TRY IT –
Identify and pull out each line of the entries in which "filename" occurs.

[WORKING DATA — start]

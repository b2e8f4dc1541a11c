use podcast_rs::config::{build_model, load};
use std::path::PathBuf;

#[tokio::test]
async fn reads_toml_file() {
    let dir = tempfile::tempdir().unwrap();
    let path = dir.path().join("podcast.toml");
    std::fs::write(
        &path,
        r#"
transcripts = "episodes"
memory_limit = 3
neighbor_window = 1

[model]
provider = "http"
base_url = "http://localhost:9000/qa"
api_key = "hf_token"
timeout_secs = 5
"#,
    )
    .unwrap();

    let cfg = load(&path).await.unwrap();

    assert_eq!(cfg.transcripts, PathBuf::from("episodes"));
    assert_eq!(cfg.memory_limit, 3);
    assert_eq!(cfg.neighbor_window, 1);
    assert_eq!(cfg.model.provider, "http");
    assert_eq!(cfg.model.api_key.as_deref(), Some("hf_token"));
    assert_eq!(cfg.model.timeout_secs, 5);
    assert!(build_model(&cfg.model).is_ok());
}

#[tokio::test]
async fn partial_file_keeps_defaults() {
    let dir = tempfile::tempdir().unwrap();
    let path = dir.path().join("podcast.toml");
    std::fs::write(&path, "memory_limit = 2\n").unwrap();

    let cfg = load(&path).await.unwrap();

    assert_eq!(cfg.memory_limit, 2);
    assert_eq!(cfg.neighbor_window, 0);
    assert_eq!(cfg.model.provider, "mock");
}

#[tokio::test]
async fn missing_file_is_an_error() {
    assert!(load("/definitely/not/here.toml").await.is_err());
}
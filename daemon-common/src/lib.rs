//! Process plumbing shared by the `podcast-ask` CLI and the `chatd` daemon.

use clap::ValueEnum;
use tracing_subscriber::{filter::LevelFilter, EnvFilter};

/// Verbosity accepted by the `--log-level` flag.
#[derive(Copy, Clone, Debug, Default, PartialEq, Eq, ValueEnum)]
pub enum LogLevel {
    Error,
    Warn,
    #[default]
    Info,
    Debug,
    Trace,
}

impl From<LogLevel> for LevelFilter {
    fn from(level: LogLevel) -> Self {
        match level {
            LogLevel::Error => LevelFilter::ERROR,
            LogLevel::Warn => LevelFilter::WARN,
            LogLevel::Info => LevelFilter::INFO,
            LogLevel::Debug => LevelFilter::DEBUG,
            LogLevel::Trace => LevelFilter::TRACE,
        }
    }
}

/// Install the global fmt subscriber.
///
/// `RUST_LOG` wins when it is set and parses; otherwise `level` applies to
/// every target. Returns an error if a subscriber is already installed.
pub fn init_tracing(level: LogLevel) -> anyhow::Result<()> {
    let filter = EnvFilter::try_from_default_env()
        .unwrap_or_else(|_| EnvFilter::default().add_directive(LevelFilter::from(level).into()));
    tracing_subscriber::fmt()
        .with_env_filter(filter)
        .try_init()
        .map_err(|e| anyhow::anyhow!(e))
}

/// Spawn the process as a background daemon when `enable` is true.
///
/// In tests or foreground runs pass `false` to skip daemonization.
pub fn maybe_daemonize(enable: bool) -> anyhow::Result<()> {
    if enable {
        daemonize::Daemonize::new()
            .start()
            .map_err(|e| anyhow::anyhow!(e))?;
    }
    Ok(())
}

[WORKING DATA — finish]
[WORKING DATA — start]

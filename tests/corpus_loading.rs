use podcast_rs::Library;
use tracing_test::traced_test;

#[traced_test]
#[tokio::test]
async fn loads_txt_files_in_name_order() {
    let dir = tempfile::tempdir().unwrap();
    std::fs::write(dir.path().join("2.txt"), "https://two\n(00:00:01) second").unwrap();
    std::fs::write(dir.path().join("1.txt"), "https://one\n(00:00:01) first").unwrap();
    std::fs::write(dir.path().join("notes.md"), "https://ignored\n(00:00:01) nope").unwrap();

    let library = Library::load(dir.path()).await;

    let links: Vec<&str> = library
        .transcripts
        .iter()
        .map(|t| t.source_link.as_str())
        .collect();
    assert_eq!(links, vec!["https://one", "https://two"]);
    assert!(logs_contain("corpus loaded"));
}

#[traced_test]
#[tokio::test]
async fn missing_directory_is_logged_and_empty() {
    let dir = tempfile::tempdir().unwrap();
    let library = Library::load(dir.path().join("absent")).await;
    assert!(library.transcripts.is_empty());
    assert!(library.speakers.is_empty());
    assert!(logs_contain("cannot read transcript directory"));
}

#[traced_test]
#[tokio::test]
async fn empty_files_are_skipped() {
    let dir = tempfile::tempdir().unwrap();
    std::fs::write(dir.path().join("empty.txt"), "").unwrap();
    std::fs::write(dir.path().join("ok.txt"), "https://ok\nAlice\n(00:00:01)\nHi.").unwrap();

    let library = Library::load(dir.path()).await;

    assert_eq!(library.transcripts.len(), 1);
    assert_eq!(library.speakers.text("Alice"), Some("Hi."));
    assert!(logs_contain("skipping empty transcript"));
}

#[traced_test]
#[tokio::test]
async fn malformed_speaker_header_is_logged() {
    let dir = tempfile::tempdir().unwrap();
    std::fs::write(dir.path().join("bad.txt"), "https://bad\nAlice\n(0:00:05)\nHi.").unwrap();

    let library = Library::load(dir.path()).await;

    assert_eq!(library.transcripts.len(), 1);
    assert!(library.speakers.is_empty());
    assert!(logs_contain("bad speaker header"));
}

[WORKING DATA — finish]

RESPONSE BELOW –
filename daemon-common/src/lib.rs
filename tests/corpus_loading.rs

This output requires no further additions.